In April 2005, Mnet ranked it one the top ten best music videos in South Korea released within the past decade.

==Covers and other usage==
In 2014, girl group 2NE1 (who were signed under band member Yang Hyun-suk's label YG Entertainment) released the single "Come Back Home" as part of their final studio album. Although not a cover, the song's choreography was specifically requested by the 2NE1 members to incorporate dance moves from the version by Seo Taiji and Boys, as they felt that its elements would also suit the color of their new performances.

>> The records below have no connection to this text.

//! Blocking HTTP client for a local Ollama server.
//!
//! One client serves both model roles: vision OCR over `/api/chat`
//! with base64 page images, and summarization over `/api/generate`.

use std::time::Duration;

use serde::{Deserialize, Serialize};
use thiserror::Error;

#[derive(Error, Debug)]
pub enum OllamaError {
    #[error("Cannot reach model server at {0}")]
    Connection(String),

    #[error("Model server request timed out after {0}s")]
    Timeout(u64),

    #[error("Model server returned {status}: {body}")]
    Status { status: u16, body: String },

    #[error("HTTP client error: {0}")]
    Http(String),

    #[error("Unexpected model server response: {0}")]
    ResponseParsing(String),
}

/// Text generation (summarization side).
pub trait LlmClient: Send + Sync {
    fn generate(&self, model: &str, prompt: &str, system: &str) -> Result<String, OllamaError>;
}

/// Chat with attached images (OCR side).
pub trait VisionClient: Send + Sync {
    fn chat_with_images(
        &self,
        model: &str,
        prompt: &str,
        images_base64: &[String],
        system: Option<&str>,
    ) -> Result<String, OllamaError>;
}

pub struct OllamaClient {
    base_url: String,
    client: reqwest::blocking::Client,
    timeout_secs: u64,
}

impl OllamaClient {
    /// Build a client with a per-request timeout.
    ///
    /// Must not be called from inside an async task: the blocking client
    /// spins up its own runtime.
    pub fn new(base_url: &str, timeout: Duration) -> Result<Self, OllamaError> {
        let client = reqwest::blocking::Client::builder()
            .timeout(timeout)
            .build()
            .map_err(|e| OllamaError::Http(e.to_string()))?;

        Ok(Self {
            base_url: base_url.trim_end_matches('/').to_string(),
            client,
            timeout_secs: timeout.as_secs(),
        })
    }

    pub fn base_url(&self) -> &str {
        &self.base_url
    }

    fn post<B: Serialize, R: for<'de> Deserialize<'de>>(
        &self,
        path: &str,
        body: &B,
    ) -> Result<R, OllamaError> {
        let url = format!("{}{path}", self.base_url);
        let response = self.client.post(&url).json(body).send().map_err(|e| {
            if e.is_connect() {
                OllamaError::Connection(self.base_url.clone())
            } else if e.is_timeout() {
                OllamaError::Timeout(self.timeout_secs)
            } else {
                OllamaError::Http(e.to_string())
            }
        })?;

        let status = response.status();
        if !status.is_success() {
            let body = response.text().unwrap_or_default();
            return Err(OllamaError::Status {
                status: status.as_u16(),
                body,
            });
        }

        response
            .json()
            .map_err(|e| OllamaError::ResponseParsing(e.to_string()))
    }
}

#[derive(Serialize)]
struct GenerateRequest<'a> {
    model: &'a str,
    prompt: &'a str,
    system: &'a str,
    stream: bool,
}

#[derive(Deserialize)]
struct GenerateResponse {
    response: String,
}

#[derive(Serialize)]
struct ChatRequest<'a> {
    model: &'a str,
    messages: Vec<ChatMessage<'a>>,
    stream: bool,
}

#[derive(Serialize)]
struct ChatMessage<'a> {
    role: &'a str,
    content: &'a str,
    #[serde(skip_serializing_if = "Option::is_none")]
    images: Option<&'a [String]>,
}

#[derive(Deserialize)]
struct ChatResponse {
    message: ChatResponseMessage,
}

#[derive(Deserialize)]
struct ChatResponseMessage {
    content: String,
}

impl LlmClient for OllamaClient {
    fn generate(&self, model: &str, prompt: &str, system: &str) -> Result<String, OllamaError> {
        let body = GenerateRequest {
            model,
            prompt,
            system,
            stream: false,
        };
        let parsed: GenerateResponse = self.post("/api/generate", &body)?;
        Ok(parsed.response)
    }
}

impl VisionClient for OllamaClient {
    fn chat_with_images(
        &self,
        model: &str,
        prompt: &str,
        images_base64: &[String],
        system: Option<&str>,
    ) -> Result<String, OllamaError> {
        let mut messages = Vec::with_capacity(2);
        if let Some(system) = system {
            messages.push(ChatMessage {
                role: "system",
                content: system,
                images: None,
            });
        }
        messages.push(ChatMessage {
            role: "user",
            content: prompt,
            images: Some(images_base64),
        });

        let body = ChatRequest {
            model,
            messages,
            stream: false,
        };
        let parsed: ChatResponse = self.post("/api/chat", &body)?;
        Ok(parsed.message.content)
    }
}
use std::str::FromStr;

use chrono::{DateTime, Utc};
use rusqlite::{params, Connection};
use uuid::Uuid;

use crate::db::DatabaseError;
use crate::models::enums::SummaryType;
use crate::models::{Document, DocumentMetadata};

const METADATA_COLUMNS: &str = "id, filename, filesize, filetype, case_id, uploaded_by,
     created_at, uploaded_at, summary_type, last_summarized";

pub fn insert_document(conn: &Connection, doc: &Document) -> Result<(), DatabaseError> {
    conn.execute(
        "INSERT INTO documents (id, filename, filesize, filetype, file_data, encryption_iv,
         case_id, uploaded_by, created_at, uploaded_at, summary, summary_type, last_summarized,
         summary_source_hash)
         VALUES (?1, ?2, ?3, ?4, ?5, ?6, ?7, ?8, ?9, ?10, ?11, ?12, ?13, ?14)",
        params![
            doc.id.to_string(),
            doc.filename,
            doc.filesize,
            doc.filetype,
            doc.file_data,
            doc.encryption_iv,
            doc.case_id,
            doc.uploaded_by,
            doc.created_at.to_rfc3339(),
            doc.uploaded_at.to_rfc3339(),
            doc.summary,
            doc.summary_type.map(|t| t.as_str()),
            doc.last_summarized.map(|t| t.to_rfc3339()),
            doc.summary_source_hash,
        ],
    )?;
    Ok(())
}

/// Full record including ciphertext.
pub fn get_document(conn: &Connection, id: &Uuid) -> Result<Option<Document>, DatabaseError> {
    let mut stmt = conn.prepare(
        "SELECT id, filename, filesize, filetype, file_data, encryption_iv, case_id, uploaded_by,
         created_at, uploaded_at, summary, summary_type, last_summarized, summary_source_hash
         FROM documents WHERE id = ?1",
    )?;

    let result = stmt.query_row(params![id.to_string()], |row| {
        Ok(DocumentRow {
            id: row.get(0)?,
            filename: row.get(1)?,
            filesize: row.get(2)?,
            filetype: row.get(3)?,
            file_data: row.get(4)?,
            encryption_iv: row.get(5)?,
            case_id: row.get(6)?,
            uploaded_by: row.get(7)?,
            created_at: row.get(8)?,
            uploaded_at: row.get(9)?,
            summary: row.get(10)?,
            summary_type: row.get(11)?,
            last_summarized: row.get(12)?,
            summary_source_hash: row.get(13)?,
        })
    });

    match result {
        Ok(row) => Ok(Some(document_from_row(row)?)),
        Err(rusqlite::Error::QueryReturnedNoRows) => Ok(None),
        Err(e) => Err(e.into()),
    }
}

/// Case id of a document without loading its ciphertext.
pub fn get_document_case_id(conn: &Connection, id: &Uuid) -> Result<Option<String>, DatabaseError> {
    let result = conn.query_row(
        "SELECT case_id FROM documents WHERE id = ?1",
        params![id.to_string()],
        |row| row.get::<_, String>(0),
    );
    match result {
        Ok(case_id) => Ok(Some(case_id)),
        Err(rusqlite::Error::QueryReturnedNoRows) => Ok(None),
        Err(e) => Err(e.into()),
    }
}

/// Metadata for every document of a case, newest first. Ciphertext is never selected.
pub fn list_documents_by_case(
    conn: &Connection,
    case_id: &str,
) -> Result<Vec<DocumentMetadata>, DatabaseError> {
    let mut stmt = conn.prepare(&format!(
        "SELECT {METADATA_COLUMNS} FROM documents WHERE case_id = ?1
         ORDER BY created_at DESC, id"
    ))?;

    let rows = stmt.query_map(params![case_id], |row| {
        Ok(MetadataRow {
            id: row.get(0)?,
            filename: row.get(1)?,
            filesize: row.get(2)?,
            filetype: row.get(3)?,
            case_id: row.get(4)?,
            uploaded_by: row.get(5)?,
            created_at: row.get(6)?,
            uploaded_at: row.get(7)?,
            summary_type: row.get(8)?,
            last_summarized: row.get(9)?,
        })
    })?;

    let mut docs = Vec::new();
    for row in rows {
        docs.push(metadata_from_row(row?)?);
    }
    Ok(docs)
}

/// Persist a computed summary on the record (summary cache).
pub fn update_document_summary(
    conn: &Connection,
    id: &Uuid,
    summary: &str,
    summary_type: SummaryType,
    source_hash: &str,
    summarized_at: DateTime<Utc>,
) -> Result<(), DatabaseError> {
    let rows = conn.execute(
        "UPDATE documents SET summary = ?2, summary_type = ?3, last_summarized = ?4,
         summary_source_hash = ?5 WHERE id = ?1",
        params![
            id.to_string(),
            summary,
            summary_type.as_str(),
            summarized_at.to_rfc3339(),
            source_hash,
        ],
    )?;
    if rows == 0 {
        return Err(DatabaseError::DocumentMissing(*id));
    }
    Ok(())
}

// Internal row types for Document mapping
struct DocumentRow {
    id: String,
    filename: String,
    filesize: i64,
    filetype: String,
    file_data: Vec<u8>,
    encryption_iv: String,
    case_id: String,
    uploaded_by: String,
    created_at: String,
    uploaded_at: String,
    summary: Option<String>,
    summary_type: Option<String>,
    last_summarized: Option<String>,
    summary_source_hash: Option<String>,
}

struct MetadataRow {
    id: String,
    filename: String,
    filesize: i64,
    filetype: String,
    case_id: String,
    uploaded_by: String,
    created_at: String,
    uploaded_at: String,
    summary_type: Option<String>,
    last_summarized: Option<String>,
}

fn parse_uuid(raw: &str) -> Result<Uuid, DatabaseError> {
    Uuid::parse_str(raw).map_err(|e| DatabaseError::CorruptRow(e.to_string()))
}

fn parse_timestamp(raw: &str) -> Result<DateTime<Utc>, DatabaseError> {
    DateTime::parse_from_rfc3339(raw)
        .map(|t| t.with_timezone(&Utc))
        .map_err(|e| DatabaseError::CorruptRow(format!("bad timestamp {raw}: {e}")))
}

fn parse_summary_type(raw: Option<String>) -> Result<Option<SummaryType>, DatabaseError> {
    raw.as_deref().map(SummaryType::from_str).transpose()
}

fn document_from_row(row: DocumentRow) -> Result<Document, DatabaseError> {
    Ok(Document {
        id: parse_uuid(&row.id)?,
        filename: row.filename,
        filesize: row.filesize,
        filetype: row.filetype,
        file_data: row.file_data,
        encryption_iv: row.encryption_iv,
        case_id: row.case_id,
        uploaded_by: row.uploaded_by,
        created_at: parse_timestamp(&row.created_at)?,
        uploaded_at: parse_timestamp(&row.uploaded_at)?,
        summary: row.summary,
        summary_type: parse_summary_type(row.summary_type)?,
        last_summarized: row.last_summarized.as_deref().map(parse_timestamp).transpose()?,
        summary_source_hash: row.summary_source_hash,
    })
}

fn metadata_from_row(row: MetadataRow) -> Result<DocumentMetadata, DatabaseError> {
    Ok(DocumentMetadata {
        id: parse_uuid(&row.id)?,
        filename: row.filename,
        filesize: row.filesize,
        filetype: row.filetype,
        case_id: row.case_id,
        uploaded_by: row.uploaded_by,
        created_at: parse_timestamp(&row.created_at)?,
        uploaded_at: parse_timestamp(&row.uploaded_at)?,
        summary_type: parse_summary_type(row.summary_type)?,
        last_summarized: row.last_summarized.as_deref().map(parse_timestamp).transpose()?,
    })
}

As part of Seo Taiji's 25th anniversary project "Time: Traveler", boy group BTS released a remake of the song in July 2017. In their version, group members J-Hope and RM reworked the sound and lyrics with Seo Taiji himself while retaining its similar sentiments toward societal change, in addition to keeping the "intensely dark feeling" that was present in the original version. BTS was later invited by Seo to perform as backup vocalists and dancers for eight songs in his Seoul Olympic Stadium concert held early September.